Molecular Mechanism of Chrysin in Hepatocellular Carcinoma Treatment Based on Network Pharmacology and in Vitro Experiments

Abstract

This study elucidated the potential molecular mechanism of chrysin in hepatocellular carcinoma (HCC) treatment using network pharmacology and in vitro experiments. Chrysin and candidate targets of HCC were obtained from the TCMSP and DrugBank databases, followed by mapping and screening of chrysin and HCC targets to identify the core targets of chrysin in HCC treatment. The interaction of chrysin and its targets, including CDK1, CDK5, as well as MMP9, were evaluated by molecular docking. The STRING database and Cytoscape (version 3.8.2) software were used to construct protein interactions and component-target networks of the core targets. Gene Ontology (GO) annotation and Kyoto Encyclopedia of Genes and Genomes (KEGG) signaling pathway enrichment analysis of the core target genes were performed using the DAVID database.

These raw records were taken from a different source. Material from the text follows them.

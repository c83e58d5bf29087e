//! Main simulation world that ties everything together
//!
//! This is the entry point for running the wrong-way detection simulation
//! without any Bevy dependencies.

use anyhow::Result;
use log::{debug, info};
use rand::rngs::StdRng;
use rand::{Rng, RngCore, SeedableRng};
use std::time::Instant;

use super::config::SimConfig;
use super::context::LoopContext;
use super::records::{AlertRecord, BoundedLog, DetectionRecord, LiveDetection};
use super::render::{
    draw_background, draw_scene, draw_vehicle_body, draw_vehicle_overlay, Canvas,
};
use super::stats::SimStats;
use super::terminal::AsciiCanvas;
use super::types::{SimId, VehicleId, LANES};
use super::vehicle::{SimVehicle, VehicleUpdateResult};

/// What the caller should do after a tick
#[derive(Debug, Clone, Copy, PartialEq, Eq)]
pub enum TickOutcome {
    /// The loop is running; schedule the next tick
    Continue,
    /// The loop is stopped; nothing was done
    Stopped,
}

/// The main simulation world
#[derive(Clone)]
pub struct SimWorld {
    pub config: SimConfig,

    /// Live vehicles in spawn order
    pub vehicles: Vec<SimVehicle>,

    /// Aggregate counters
    pub stats: SimStats,

    /// Wrong-way alerts, newest first
    pub alerts: BoundedLog<AlertRecord>,

    /// Vehicles that crossed the logging band, newest first
    pub recent_detections: BoundedLog<DetectionRecord>,

    /// Snapshot of the live vehicles, rebuilt every tick
    pub current_detections: Vec<LiveDetection>,

    /// Next ID to assign
    next_id: usize,

    /// Optional seeded RNG for reproducible simulations
    rng: Option<StdRng>,
}

impl Default for SimWorld {
    fn default() -> Self {
        Self::new()
    }
}

impl SimWorld {
    fn new_internal(config: SimConfig, rng: Option<StdRng>) -> Self {
        Self {
            vehicles: Vec::with_capacity(config.max_vehicles),
            stats: SimStats::new(config.accuracy),
            alerts: BoundedLog::new(config.max_alerts),
            recent_detections: BoundedLog::new(config.max_recent_detections),
            current_detections: Vec::new(),
            next_id: 0,
            rng,
            config,
        }
    }

    pub fn new() -> Self {
        Self::new_internal(SimConfig::default(), None)
    }

    /// Create a new SimWorld with a seeded RNG for reproducible simulations
    pub fn new_with_seed(seed: u64) -> Self {
        Self::new_internal(SimConfig::default(), Some(StdRng::seed_from_u64(seed)))
    }

    /// Create a world with custom parameters and an optional seed.
    /// Fails if the config does not pass `SimConfig::validate`.
    pub fn with_config(config: SimConfig, seed: Option<u64>) -> Result<Self> {
        config.validate()?;
        Ok(Self::new_internal(config, seed.map(StdRng::seed_from_u64)))
    }

    /// Create a loop context matching this world's FPS window
    pub fn new_context(&self, now: Instant) -> LoopContext {
        LoopContext::new(
            std::time::Duration::from_millis(self.config.fps_window_ms),
            now,
        )
    }

    /// Run `f` with the seeded RNG if there is one, the thread RNG otherwise
    fn with_rng<T>(&mut self, f: impl FnOnce(&mut dyn RngCore) -> T) -> T {
        match &mut self.rng {
            Some(rng) => f(rng),
            None => f(&mut rand::rng()),
        }
    }

    fn next_vehicle_id(&mut self) -> VehicleId {
        let id = VehicleId(SimId(self.next_id));
        self.next_id += 1;
        id
    }

    /// Spawn a vehicle in the given lane (index into `LANES`).
    ///
    /// Wrong-way vehicles raise their alert here, once.
    pub fn spawn_in_lane(&mut self, lane_index: usize, wrong_way: bool) -> VehicleId {
        let lane = LANES[lane_index % LANES.len()];
        let id = self.next_vehicle_id();
        let config = self.config.clone();
        let mut vehicle = self.with_rng(|rng| SimVehicle::spawn(id, lane, wrong_way, &config, rng));

        self.stats
            .record_spawn(vehicle.is_wrong_way, vehicle.plate_recognized);

        debug!(
            "Spawned {} {} in {} heading {:?} at {:.1}px/tick (plate {})",
            vehicle.kind,
            vehicle.id,
            vehicle.lane.group,
            vehicle.direction,
            vehicle.speed,
            vehicle.plate_or_placeholder()
        );

        if vehicle.is_wrong_way && !vehicle.alert_generated {
            vehicle.alert_generated = true;
            let alert = AlertRecord::for_vehicle(&vehicle, time_label());
            info!(
                "WRONG WAY: {} in {} ({:.1}%), plate {}",
                vehicle.id,
                alert.lane,
                alert.confidence * 100.0,
                alert.plate
            );
            self.alerts.push(alert);
        }

        self.vehicles.push(vehicle);
        id
    }

    /// Spawn a vehicle in a random lane, wrong-way with the configured chance
    pub fn spawn_random(&mut self) -> VehicleId {
        let wrong_way_probability = self.config.wrong_way_probability;
        let (lane_index, wrong_way) = self.with_rng(|rng| {
            (
                rng.random_range(0..LANES.len()),
                rng.random_bool(wrong_way_probability),
            )
        });
        self.spawn_in_lane(lane_index, wrong_way)
    }

    /// Move every vehicle, log band crossings and drop vehicles that left
    fn update_vehicles(&mut self) {
        let config = &self.config;
        let recent = &mut self.recent_detections;

        self.vehicles.retain_mut(|vehicle| match vehicle.update(config) {
            VehicleUpdateResult::Continue => true,
            VehicleUpdateResult::EnteredLogBand => {
                recent.push(DetectionRecord::for_vehicle(vehicle, time_label()));
                true
            }
            VehicleUpdateResult::Despawn => {
                debug!("{} left the monitored area", vehicle.id);
                false
            }
        });
    }

    fn rebuild_current_detections(&mut self) {
        self.current_detections = self
            .vehicles
            .iter()
            .map(LiveDetection::from_vehicle)
            .collect();
    }

    /// Main simulation tick
    pub fn tick(&mut self, ctx: &mut LoopContext, now: Instant) -> TickOutcome {
        if !ctx.is_running() {
            return TickOutcome::Stopped;
        }

        self.update_vehicles();
        self.rebuild_current_detections();

        if let Some(fps) = ctx.count_frame(now) {
            self.stats.fps = fps;
        }

        let spawn_probability = self.config.spawn_probability;
        let roll = self.with_rng(|rng| rng.random_bool(spawn_probability));
        if roll && self.vehicles.len() < self.config.max_vehicles {
            self.spawn_random();
        }

        TickOutcome::Continue
    }

    /// Stop the loop and clear every vehicle, counter and log
    pub fn reset(&mut self, ctx: &mut LoopContext) {
        ctx.reset();
        self.vehicles.clear();
        self.stats.reset();
        self.alerts.clear();
        self.recent_detections.clear();
        self.current_detections.clear();
        info!("Simulation reset");
    }

    pub fn vehicle(&self, id: VehicleId) -> Option<&SimVehicle> {
        self.vehicles.iter().find(|v| v.id == id)
    }

    /// Render the full scene onto a canvas
    pub fn render(&self, canvas: &mut dyn Canvas) {
        draw_scene(self, canvas);
    }

    /// Print a summary of the world state
    pub fn print_summary(&self) {
        println!("=== Wrong-Way Detection Summary ===");
        println!("{}", self.stats.summary());
        println!("Live vehicles: {}", self.vehicles.len());
        println!();

        if !self.current_detections.is_empty() {
            println!("--- Active Detections ---");
            for det in &self.current_detections {
                println!(
                    "  {} {:<9} {:.1}%  {}  plate={} ({:.0}%)",
                    det.id,
                    det.kind_label(),
                    det.confidence * 100.0,
                    det.lane,
                    det.plate,
                    det.plate_confidence * 100.0
                );
            }
        }

        if !self.alerts.is_empty() {
            println!("--- Alert Log ---");
            for alert in self.alerts.iter() {
                println!(
                    "  [{}] WRONG WAY {}  plate={}  {}",
                    alert.time, alert.lane, alert.plate, alert.action
                );
            }
        }

        if !self.recent_detections.is_empty() {
            println!("--- Recent Vehicle Detections ---");
            for det in self.recent_detections.iter() {
                println!(
                    "  [{}] {:<5} {:<7} {:.1}%  {}",
                    det.time,
                    det.vehicle_type,
                    det.license_plate,
                    det.confidence * 100.0,
                    det.status
                );
            }
        }
    }

    /// Draw a visual map of the road in the terminal
    pub fn draw_map(&self) {
        let mut canvas = AsciiCanvas::for_config(&self.config);
        // Labels are unreadable at character resolution, so only shapes are drawn
        draw_background(&mut canvas);
        for vehicle in &self.vehicles {
            draw_vehicle_body(&mut canvas, vehicle);
            draw_vehicle_overlay(&mut canvas, vehicle);
        }

        println!("\n=== Camera Feed ===");
        println!(
            "Legend: o=Normal vehicle, W=Wrong-way vehicle, v/^=Heading, .=Trail, |=Centre line, :=Lane divider"
        );
        println!();
        print!("{}", canvas.render_to_string());
        println!();
    }
}

/// Local time-of-day label stamped on records
fn time_label() -> String {
    chrono::Local::now().format("%H:%M:%S").to_string()
}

Network pharmacology results showed that chrysin treatment of HCC was mainly related to cell proliferation and cell cycle. Accordingly, the cell counting kit-8 method and flow cytometry were used to detect the cell viability and cell cycle of hepatocarcinoma cells HCCLM3 and BEL-7402 in vitro. A total of 142 compound targets of chrysin, 12,179 HCC-related targets, and 116 intersecting targets were screened. The first 20 GO biological annotations of 17 core targets and the first 20 KEGG pathways mainly involved cell proliferation and cell cycle. In vitro experiments showed that chrysin inhibits the proliferation of human hepatocarcinoma cells (HCCLM3 and BEL-7402) in a dose-dependent manner. Moreover, chrysin induced cell cycle arrest in HCCLM3 and BEL-7402 cells in the G2 phase, and the expression was downregulated of cyclin-dependent kinases (CDKs), CDK2 and CDK4. Chrysin can offset HCC mainly by regulating the cell cycle and inhibiting cell proliferation. The network pharmacology results were verified, providing the basis for further study on the mechanism of chrysin intervention in HCC.